Aim of the exercise
Write each line again exactly as it is, from the opening line of the records below through the one containing "pub struct Fetcher", and add nothing.

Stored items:
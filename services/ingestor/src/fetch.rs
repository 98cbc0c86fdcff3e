//! Robust HTTP retrieval of the authority's CSV dumps.
//!
//! Retries transport failures and 5xx responses with exponential backoff,
//! never retries 4xx, and decodes payloads by trying the configured
//! candidate encodings in order.

use std::time::Duration;

use tokio::time::sleep;
use tracing::{debug, warn};

use crate::catalogue::DownloadConfig;
use crate::error::{PipelineError, Result};

/// A downloaded document, decoded to UTF-8 text.
#[derive(Debug, Clone)]
pub struct FetchedDocument {
    pub text: String,
    pub encoding: String,
    pub raw_len: usize,
}

pub struct Fetcher {
    client: reqwest::Client,
    config: DownloadConfig,
}

impl Fetcher {
    pub fn new(config: &DownloadConfig) -> Result<Self> {
        let client = reqwest::Client::builder()
            .timeout(Duration::from_secs(config.timeout_seconds))
            .user_agent(config.user_agent.clone())
            .build()
            .map_err(|e| PipelineError::Network {
                url: String::new(),
                source: e,
            })?;
        Ok(Self {
            client,
            config: config.clone(),
        })
    }

    /// GET with retries; returns the raw payload bytes.
    pub async fn get_bytes(&self, url: &str) -> Result<Vec<u8>> {
        let mut attempt: u32 = 0;
        loop {
            let err: PipelineError = match self.client.get(url).send().await {
                Ok(response) => {
                    let status = response.status();
                    if status.is_success() {
                        match response.bytes().await {
                            Ok(bytes) => return Ok(bytes.to_vec()),
                            Err(e) => PipelineError::Network {
                                url: url.to_string(),
                                source: e,
                            },
                        }
                    } else if status.is_client_error() {
                        // 4xx is terminal: the resource is wrong, not flaky.
                        return Err(PipelineError::Http {
                            url: url.to_string(),
                            status: status.as_u16(),
                        });
                    } else {
                        PipelineError::Http {
                            url: url.to_string(),
                            status: status.as_u16(),
                        }
                    }
                }
                Err(e) => PipelineError::Network {
                    url: url.to_string(),
                    source: e,
                },
            };

            if attempt >= self.config.max_retries {
                return Err(err);
            }
            let delay = retry_delay(self.config.retry_delay_seconds, attempt);
            warn!(url, attempt = attempt + 1, delay_s = delay, "retrying after {err}");
            sleep(Duration::from_secs_f64(delay)).await;
            attempt += 1;
        }
    }

    /// GET, decode against the candidate encodings, and run the structural
    /// check. This is the path used for CSV dumps.
    pub async fn get(&self, url: &str) -> Result<FetchedDocument> {
        let bytes = self.get_bytes(url).await?;
        let (text, encoding) = decode_with_candidates(&bytes, &self.config.candidate_encodings)
            .ok_or_else(|| PipelineError::Decode {
                url: url.to_string(),
            })?;
        check_csv_structure(&text)?;
        debug!(url, encoding = %encoding, bytes = bytes.len(), "download decoded");
        Ok(FetchedDocument {
            text,
            encoding,
            raw_len: bytes.len(),
        })
    }
}

/// Sleep before retry n+1 is `base × 2^n` seconds.
fn retry_delay(base_seconds: f64, retries_so_far: u32) -> f64 {
    base_seconds * f64::from(1u32 << retries_so_far.min(16))
}

/// Try each candidate encoding in order; the first that decodes without
/// replacement errors wins.
pub fn decode_with_candidates(bytes: &[u8], candidates: &[String]) -> Option<(String, String)> {
    for label in candidates {
        let Some(encoding) = encoding_rs::Encoding::for_label(label.as_bytes()) else {
            warn!(label, "unknown encoding label in configuration");
            continue;
        };
        let (decoded, _, had_errors) = encoding.decode(bytes);
        if !had_errors {
            return Some((decoded.into_owned(), label.clone()));
        }
    }
    None
}

/// Minimal structural sanity: the payload must have a non-degenerate
/// header line and at least one data line.
pub fn check_csv_structure(text: &str) -> Result<()> {
    let mut lines = text.lines().filter(|l| !l.trim().is_empty());
    let header = lines
        .next()
        .ok_or_else(|| PipelineError::InvalidCsv("document is empty".to_string()))?;
    if header.trim_matches(|c: char| c == ';' || c == ',' || c == '\t' || c == '"').is_empty() {
        return Err(PipelineError::InvalidCsv("header line is empty".to_string()));
    }
    if lines.next().is_none() {
        return Err(PipelineError::InvalidCsv("document has a header but no data".to_string()));
    }
    Ok(())
}

#[cfg(test)]
mod tests {
    use super::*;

    fn candidates() -> Vec<String> {
        vec!["utf-8".to_string(), "iso-8859-15".to_string()]
    }

    #[test]
    fn utf8_payload_decodes_as_utf8() {
        let (text, encoding) = decode_with_candidates("Periodo;Total\n2024T4;151,4\n".as_bytes(), &candidates()).unwrap();
        assert_eq!(encoding, "utf-8");
        assert!(text.contains("2024T4"));
    }

    #[test]
    fn latin_payload_falls_through_to_second_candidate() {
        // "Andalucía" in ISO-8859-15: the í byte is 0xED, invalid UTF-8 here.
        let bytes = b"Regi\xf3n;Total\n01 Andaluc\xeda;99\n";
        let (text, encoding) = decode_with_candidates(bytes, &candidates()).unwrap();
        assert_eq!(encoding, "iso-8859-15");
        assert!(text.contains("Andalucía"));
        assert!(text.contains("Región"));
    }

    #[test]
    fn undecodable_payload_yields_none() {
        let bytes = b"\xff\xfe\x00invalid";
        assert!(decode_with_candidates(bytes, &["utf-8".to_string()]).is_none());
    }

    #[test]
    fn structural_check_rejects_empty_documents() {
        assert!(check_csv_structure("").is_err());
        assert!(check_csv_structure("\n\n").is_err());
        assert!(check_csv_structure(";;;\n").is_err());
        assert!(check_csv_structure("Periodo;Total\n").is_err());
        assert!(check_csv_structure("Periodo;Total\n2024T4;151,4\n").is_ok());
    }

    #[test]
    fn retry_delay_doubles_per_attempt() {
        assert_eq!(retry_delay(2.0, 0), 2.0);
        assert_eq!(retry_delay(2.0, 1), 4.0);
        assert_eq!(retry_delay(2.0, 2), 8.0);
    }
}
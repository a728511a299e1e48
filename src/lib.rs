//! Transitive closures over named, directed relations between keyed entries.
//!
//! Entries carry, per declared branch, a list of directly related ids. At
//! construction every entry's closure along every branch is computed once,
//! cycle-safe, and cached; queries read from that cache only.
//!
//! ```
//! use hierarchy_closure::{ClosureEngine, Key};
//! use serde_json::json;
//!
//! let engine = ClosureEngine::new(
//!     [(6, json!({"ancestor": 8})), (8, json!({"ancestor": 1}))],
//!     ["ancestor"],
//! )?;
//! let ancestors = engine.related_by("ancestor", [6])?;
//! assert_eq!(ancestors.into_iter().collect::<Vec<_>>(), vec![Key::from(1), Key::from(8)]);
//! # Ok::<(), hierarchy_closure::DomainError>(())
//! ```

pub mod application;
pub mod config;
pub mod domain;
pub mod render;
pub mod util;

pub use application::{ApplicationError, ApplicationResult, ClosureEngine, EngineBuilder};
pub use config::{BuildSettings, Settings};
pub use domain::{BranchName, Closure, DomainError, DomainResult, Key, Relation};
//! Normalized entry table: id -> direct relations per declared branch

use std::collections::BTreeMap;

use serde_json::Value;
use tracing::{debug, instrument, trace};

use crate::domain::key::{BranchName, Key, Relation};

/// Direct relations of every entry, indexed by declared-branch position.
///
/// Every entry holds exactly one list per declared branch. Lists may be empty
/// and may reference ids that are not entries.
#[derive(Debug, Clone, Default)]
pub struct EntryTable {
    entries: BTreeMap<Key, Vec<Vec<Key>>>,
    width: usize,
}

impl EntryTable {
    /// Normalize raw attribute bags against the declared branches.
    ///
    /// Absent or `null` relations become empty lists, scalar relations become
    /// singleton lists. Fields that are not declared branches are ignored.
    #[instrument(level = "debug", skip_all, fields(branches = branches.len()))]
    pub fn normalize(entries: Vec<(Key, Value)>, branches: &[BranchName]) -> Self {
        let mut table = BTreeMap::new();

        for (id, bag) in entries {
            let attributes = bag.as_object();
            if attributes.is_none() && !bag.is_null() {
                trace!(%id, "Attribute bag is not an object, treating as empty");
            }

            let relations = branches
                .iter()
                .map(|branch| {
                    attributes
                        .and_then(|attrs| attrs.get(branch.as_str()))
                        .map(|value| Relation::from_value(value).into_keys())
                        .unwrap_or_default()
                })
                .collect();

            table.insert(id, relations);
        }

        debug!(entries = table.len(), "Normalized entry table");
        Self {
            entries: table,
            width: branches.len(),
        }
    }

    /// Direct relations of `id` on the branch at `branch` position.
    pub fn direct(&self, id: &Key, branch: usize) -> Option<&[Key]> {
        self.entries
            .get(id)
            .and_then(|relations| relations.get(branch))
            .map(Vec::as_slice)
    }

    pub fn contains(&self, id: &Key) -> bool {
        self.entries.contains_key(id)
    }

    pub fn ids(&self) -> impl Iterator<Item = &Key> {
        self.entries.keys()
    }

    pub fn len(&self) -> usize {
        self.entries.len()
    }

    pub fn is_empty(&self) -> bool {
        self.entries.is_empty()
    }

    /// Number of declared branches each entry carries a list for.
    pub fn width(&self) -> usize {
        self.width
    }
}

#[cfg(test)]
mod tests {
    use super::*;
    use serde_json::json;

    fn branches(names: &[&str]) -> Vec<BranchName> {
        names
            .iter()
            .map(|n| BranchName::from_value(&json!(n), None).unwrap())
            .collect()
    }

    #[test]
    fn given_missing_branch_when_normalizing_then_empty_list() {
        let table = EntryTable::normalize(
            vec![(Key::from(4), json!({}))],
            &branches(&["ancestor", "descendants"]),
        );
        assert_eq!(table.direct(&Key::from(4), 0), Some(&[][..]));
        assert_eq!(table.direct(&Key::from(4), 1), Some(&[][..]));
        assert_eq!(table.width(), 2);
    }

    #[test]
    fn given_scalar_branch_when_normalizing_then_singleton() {
        let table = EntryTable::normalize(
            vec![(Key::from(6), json!({"ancestor": 8, "colour": "red"}))],
            &branches(&["ancestor"]),
        );
        assert_eq!(table.direct(&Key::from(6), 0), Some(&[Key::from(8)][..]));
    }

    #[test]
    fn given_non_object_bag_when_normalizing_then_all_branches_empty() {
        let table = EntryTable::normalize(
            vec![(Key::from("odd"), json!("not a bag"))],
            &branches(&["ancestor"]),
        );
        assert!(table.contains(&Key::from("odd")));
        assert_eq!(table.direct(&Key::from("odd"), 0), Some(&[][..]));
    }

    #[test]
    fn given_duplicate_ids_when_normalizing_then_last_wins() {
        let table = EntryTable::normalize(
            vec![
                (Key::from(1), json!({"ancestor": 2})),
                (Key::from(1), json!({"ancestor": 3})),
            ],
            &branches(&["ancestor"]),
        );
        assert_eq!(table.len(), 1);
        assert_eq!(table.direct(&Key::from(1), 0), Some(&[Key::from(3)][..]));
    }

    #[test]
    fn given_unknown_id_when_looking_up_then_none() {
        let table = EntryTable::normalize(vec![], &branches(&["ancestor"]));
        assert!(table.is_empty());
        assert_eq!(table.direct(&Key::from(1), 0), None);
    }
}
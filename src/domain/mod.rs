//! Domain layer: keys, normalized entries and closure computation
//!
//! This layer is independent of external concerns (no configuration, no I/O).

pub mod closure;
pub mod entries;
pub mod error;
pub mod key;

pub use closure::{Closure, Traversal};
pub use entries::EntryTable;
pub use error::{DomainError, DomainResult};
pub use key::{BranchName, Key, Relation};
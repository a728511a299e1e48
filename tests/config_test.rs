//! Integration tests for Settings config loading with layered merge semantics.
//!
//! Environment overrides are covered in `config_env_test.rs`, which runs as its
//! own process so it cannot leak variables into these tests.

use std::fs;

use serde_json::json;
use tempfile::TempDir;

use hierarchy_closure::{ApplicationError, ClosureEngine, Key, Settings};

#[test]
fn given_no_config_file_when_loading_then_uses_defaults() {
    let settings = Settings::load(None).expect("load defaults");
    assert!(settings.build.parallel);
    assert_eq!(settings.build.parallel_threshold, 512);
}

#[test]
fn given_partial_config_file_when_loading_then_overrides_only_given_keys() {
    // Arrange
    let dir = TempDir::new().unwrap();
    let path = dir.path().join("hierarchy.toml");
    fs::write(&path, "[build]\nparallel_threshold = 2\n").unwrap();

    // Act
    let settings = Settings::load(Some(&path)).expect("load settings");

    // Assert
    assert!(settings.build.parallel, "unspecified key keeps its default");
    assert_eq!(settings.build.parallel_threshold, 2);
}

#[test]
fn given_missing_config_file_when_loading_then_config_error() {
    let dir = TempDir::new().unwrap();
    let result = Settings::load(Some(&dir.path().join("absent.toml")));
    assert!(matches!(result, Err(ApplicationError::Config { .. })));
}

#[test]
fn given_malformed_config_file_when_loading_then_config_error() {
    let dir = TempDir::new().unwrap();
    let path = dir.path().join("broken.toml");
    fs::write(&path, "[build]\nparallel = \"sometimes\"\n").unwrap();

    let err = Settings::load(Some(&path)).unwrap_err();
    assert!(err.to_string().starts_with("config error: parse"));
}

#[test]
fn given_loaded_settings_when_building_engine_then_results_unchanged() {
    // Arrange: force the parallel path for a tiny table
    let dir = TempDir::new().unwrap();
    let path = dir.path().join("hierarchy.toml");
    fs::write(&path, "[build]\nparallel = true\nparallel_threshold = 1\n").unwrap();
    let settings = Settings::load(Some(&path)).unwrap();

    // Act
    let engine = ClosureEngine::builder()
        .branches(["ancestor"])
        .entries([(6, json!({"ancestor": 8})), (8, json!({"ancestor": 1}))])
        .settings(settings.build)
        .build()
        .unwrap();

    // Assert
    let ancestors = engine.related_by("ancestor", [6]).unwrap();
    assert_eq!(
        ancestors.into_iter().collect::<Vec<_>>(),
        vec![Key::from(1), Key::from(8)]
    );
}
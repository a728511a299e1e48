use std::env;
use std::sync::Once;
use tracing::{debug, info};
use tracing_subscriber::{
    fmt::{self, format::FmtSpan},
    prelude::*,
    EnvFilter,
};

static TEST_SETUP: Once = Once::new();

/// Install a global tracing subscriber once per test process.
///
/// Honours `RUST_LOG`, defaulting to `debug` for this crate.
pub fn init_test_setup() {
    TEST_SETUP.call_once(|| {
        setup_test_logging();
        info!("Test Setup complete");
    });
}

fn setup_test_logging() {
    let env_filter = EnvFilter::try_from_default_env()
        .unwrap_or_else(|_| EnvFilter::new("hierarchy_closure=debug"));

    let subscriber = tracing_subscriber::registry().with(
        fmt::layer()
            .with_test_writer()
            .with_target(true)
            .with_thread_names(false)
            .with_span_events(FmtSpan::CLOSE)
            .with_filter(env_filter),
    );

    // Only set if we haven't already set a global subscriber
    if tracing::dispatcher::has_been_set() {
        debug!("Tracing subscriber already set");
    } else {
        subscriber.try_init().unwrap_or_else(|e| {
            eprintln!("Error: Failed to set up logging: {}", e);
        });
    }

    if env::var("RUST_LOG").is_err() {
        debug!("RUST_LOG not set, using default filter");
    }
}

#[cfg(test)]
mod tests {
    use super::*;

    #[test]
    fn test_init_test_setup() {
        init_test_setup();
        init_test_setup();
    }
}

Expected output
filename services/ingestor/src/fetch.rs
repository 98cbc0c86fdcff3e
//! Robust HTTP retrieval of the authority's CSV dumps.
//!
//! Retries transport failures and 5xx responses with exponential backoff,
//! never retries 4xx, and decodes payloads by trying the configured
//! candidate encodings in order.

use std::time::Duration;

use tokio::time::sleep;
use tracing::{debug, warn};

use crate::catalogue::DownloadConfig;
use crate::error::{PipelineError, Result};

/// A downloaded document, decoded to UTF-8 text.
#[derive(Debug, Clone)]
pub struct FetchedDocument {
    pub text: String,
    pub encoding: String,
    pub raw_len: usize,
}

pub struct Fetcher {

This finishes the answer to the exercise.